As a Christian, I’d say a character’s relationship (or lack of one) with God is most important. That will color the person’s whole perspective and guide actions. Next, I want to know whether this person is likeable. If so, the author can’t just say this is a likeable character. You have to show the person acting in an admirable way, or perhaps showing how well other characters respond to him. Past that, I would say that each person’s motivation is crucial. All characters want something and won’t be happy unless they get it. A couch potato with no goal or ambitions would make a boring character.
Tell us about your new book, The Methuselah Project, released today, and let us meet a character or two.
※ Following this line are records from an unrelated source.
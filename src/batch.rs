//! Concurrent batch operations
//!
//! Every item runs as its own task, gated by a semaphore so at most
//! `concurrency` remote calls are in flight. Outcomes are funneled through a
//! channel to a single collector, which owns the result lists.
//!
//! Fail-fast is cooperative. The first recorded failure sets a cancellation
//! flag and the collector stops waiting. Tasks that have not yet started see
//! the flag and skip their item; tasks already in flight run to completion
//! but their outcomes are not recorded. After a fail-fast batch `total()` may
//! be anything from 1 to N.

use indicatif::{ProgressBar, ProgressStyle};
use std::future::Future;
use std::sync::atomic::{AtomicBool, Ordering};
use std::sync::Arc;
use std::time::Duration;
use tokio::sync::{mpsc, Semaphore};
use tracing::{debug, info, warn};

use crate::client::RepoApi;
use crate::error::{PdsxError, Result};
use crate::operations;
use crate::value::Fields;

/// Default number of concurrent operations
pub const DEFAULT_CONCURRENCY: usize = 10;

/// How a batch is executed
#[derive(Debug, Clone)]
pub struct BatchOptions {
    /// Maximum operations in flight at once
    pub concurrency: usize,
    /// Stop waiting on remaining items after the first failure
    pub fail_fast: bool,
    /// Draw a progress bar on stderr
    pub show_progress: bool,
}

impl Default for BatchOptions {
    fn default() -> Self {
        Self {
            concurrency: DEFAULT_CONCURRENCY,
            fail_fast: false,
            show_progress: false,
        }
    }
}

/// Outcome of a batch.
///
/// Order within each list follows completion order, not input order.
#[derive(Debug, Default)]
pub struct BatchResult {
    /// Identifiers of items that succeeded
    pub successful: Vec<String>,
    /// Identifier and error of items that failed
    pub failed: Vec<(String, PdsxError)>,
}

impl BatchResult {
    /// Number of items with a recorded outcome
    pub fn total(&self) -> usize {
        self.successful.len() + self.failed.len()
    }

    /// Percentage of recorded items that succeeded, 0 for an empty result
    pub fn success_rate(&self) -> f64 {
        let total = self.total();
        if total == 0 {
            return 0.0;
        }
        self.successful.len() as f64 / total as f64 * 100.0
    }
}

enum Outcome {
    Success(String),
    Failure(String, PdsxError),
}

/// Run `op` over every item with bounded concurrency.
///
/// Each item is paired with the label reported if it fails. `op` returns the
/// identifier recorded on success.
pub async fn run_batch<T, F, Fut>(
    items: Vec<(String, T)>,
    op: F,
    options: &BatchOptions,
    description: &str,
) -> BatchResult
where
    T: Send + 'static,
    F: Fn(T) -> Fut + Send + Sync + 'static,
    Fut: Future<Output = Result<String>> + Send + 'static,
{
    let mut result = BatchResult::default();
    if items.is_empty() {
        return result;
    }

    let total = items.len();
    let concurrency = options.concurrency.max(1);
    let semaphore = Arc::new(Semaphore::new(concurrency));
    let cancelled = Arc::new(AtomicBool::new(false));
    let op = Arc::new(op);
    let (tx, mut rx) = mpsc::channel::<Outcome>(total);

    debug!(total, concurrency, fail_fast = options.fail_fast, "Starting batch");
    let progress = progress_bar(total as u64, description, options.show_progress);

    for (label, item) in items {
        let semaphore = Arc::clone(&semaphore);
        let cancelled = Arc::clone(&cancelled);
        let op = Arc::clone(&op);
        let tx = tx.clone();

        tokio::spawn(async move {
            let Ok(_permit) = semaphore.acquire_owned().await else {
                return;
            };
            if cancelled.load(Ordering::SeqCst) {
                return;
            }

            let outcome = match op(item).await {
                Ok(id) => Outcome::Success(id),
                Err(e) => Outcome::Failure(label, e),
            };
            // Receiver is gone once a fail-fast batch has returned
            let _ = tx.send(outcome).await;
        });
    }
    drop(tx);

    while let Some(outcome) = rx.recv().await {
        progress.inc(1);
        match outcome {
            Outcome::Success(id) => result.successful.push(id),
            Outcome::Failure(label, e) => {
                warn!(item = %label, error = %e, "Batch item failed");
                result.failed.push((label, e));
                if options.fail_fast {
                    cancelled.store(true, Ordering::SeqCst);
                    break;
                }
            }
        }
    }
    progress.finish_and_clear();

    info!(
        succeeded = result.successful.len(),
        failed = result.failed.len(),
        total,
        "Batch finished"
    );
    result
}

/// Create one record per field map in `collection`.
///
/// Failures are labelled `record #N`, 1-based in input order.
pub async fn batch_create(
    api: Arc<dyn RepoApi>,
    collection: &str,
    records: Vec<Fields>,
    options: &BatchOptions,
) -> BatchResult {
    let collection = Arc::<str>::from(collection);
    let items: Vec<(String, Fields)> = records
        .into_iter()
        .enumerate()
        .map(|(i, fields)| (format!("record #{}", i + 1), fields))
        .collect();

    run_batch(
        items,
        move |fields: Fields| {
            let api = Arc::clone(&api);
            let collection = Arc::clone(&collection);
            async move {
                operations::create_record(&*api, &collection, fields)
                    .await
                    .map(|created| created.uri)
            }
        },
        options,
        "creating records",
    )
    .await
}

/// Merge each field map into the record at its URI
pub async fn batch_update(
    api: Arc<dyn RepoApi>,
    updates: Vec<(String, Fields)>,
    options: &BatchOptions,
) -> BatchResult {
    let items: Vec<(String, (String, Fields))> = updates
        .into_iter()
        .map(|(uri, fields)| (uri.clone(), (uri, fields)))
        .collect();

    run_batch(
        items,
        move |(uri, fields): (String, Fields)| {
            let api = Arc::clone(&api);
            async move {
                let updated = operations::update_record(&*api, &uri, fields).await;
                updated.map(|_| uri)
            }
        },
        options,
        "updating records",
    )
    .await
}

/// Delete every record in `uris`
pub async fn batch_delete(
    api: Arc<dyn RepoApi>,
    uris: Vec<String>,
    options: &BatchOptions,
) -> BatchResult {
    let items: Vec<(String, String)> = uris.into_iter().map(|uri| (uri.clone(), uri)).collect();

    run_batch(
        items,
        move |uri: String| {
            let api = Arc::clone(&api);
            async move {
                let deleted = operations::delete_record(&*api, &uri).await;
                deleted.map(|()| uri)
            }
        },
        options,
        "deleting records",
    )
    .await
}

fn progress_bar(total: u64, description: &str, visible: bool) -> ProgressBar {
    if !visible {
        return ProgressBar::hidden();
    }
    let pb = ProgressBar::new(total);
    if let Ok(style) = ProgressStyle::with_template(
        "{spinner:.cyan} {prefix:.bold.blue} [{bar:40.cyan/blue}] {pos}/{len} ({eta})",
    ) {
        pb.set_style(style);
    }
    pb.set_prefix(description.to_string());
    pb.enable_steady_tick(Duration::from_millis(80));
    pb
}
The story is a blend of suspense and romance, with a light touch of the speculative. When ace fighter pilot Roger Greene gets shot down, the Germans don’t take him to a POW camp. They turn Roger into an unwilling guinea pig in a secret experiment intended to outlast the war. Katherine Mueller is the attractive woman who befriends Roger and helps him. Both of them were raised as orphans, but for very different reasons.
Who is your favorite created character?
That is definitely Captain Roger Greene. Roger is handsome, but oblivious to that fact. He is skilled at flying aircraft, yet his self-confidence is undermined my underlying questions about why he grew up in an orphanage without parents. Was he unwanted? Illegitimate? His sense of humor is part of his resilience.
What is the most aggravating personality trait? Why do you allow your character to possess it?
In my story, occasionally Roger gets impatient with Katherine, the woman who helps him but doesn’t totally buy his story. At one point he practically growls at her in frustration. I allow that because (a) nobody floats through life without ever experiencing impatience or anger, so this is realistic, and (b) after being held prisoner for many years, a man is going to have some pent-up issues, not matter how swell a guy he is.
Is Gunners Run a best seller? How many books do you have?
Gunner’s Run was my second book, another WWII story. I’m sure it doesn’t qualify as a best seller. However, since 2007 it has remained in print and continues to sell each year. One school administrator told me that her school makes it required reading as part of their curriculum. Now if only all schools would do that!
In all, I have three published novels.
Are you a full-time writer? Tell us about it if you have a job.
No, I write only in my spare minutes—when I can find them. Since 2004 my full-time position has been as one of the directors of a Christian mission to Russian-speaking lands. I speak Russian, and every summer it is my privilege to travel to Russian or Ukraine or Belarus to participate in Christian camps for children or teens.
You have wide experiences in doing the challenging. Tell us a little about it.
I confess to enjoying new experiences. I have jumped out of perfectly good airplanes (by myself, none of that tandem jumping for me!), I have climbed a 14,000-foot mountain in Colorado, and traveled in Europe, South America, and Central Asia. (I long to visit Mongolia.) Earlier this year, I was offered a chance to be an extra in the upcoming Captain America 3 movie, which was extremely interesting to me as a writer.
Anything you would like to add?
I invite your readers to visit my website, www.rickcbarry.com. There they can learn more about my books, which are geared not just to entertain, but to inspire! I’m also developing a page called Fun Freebies they’ll want to check out.
Thanks for inviting me to your blog, Ada! It’s been a pleasure to be here.
Rick Barry and his wife Pam have been involved in ministries to Russian-speaking lands since 1987. Rick speaks Russian, and every summer he works in Christian children’s camps in Eastern Europe.
Rick is the author of three novels: The Methuselah Project, Gunner’s Run, and Kiriath’s Quest, plus over 200 articles and short fiction pieces. Rick and Pam live near Indianapolis.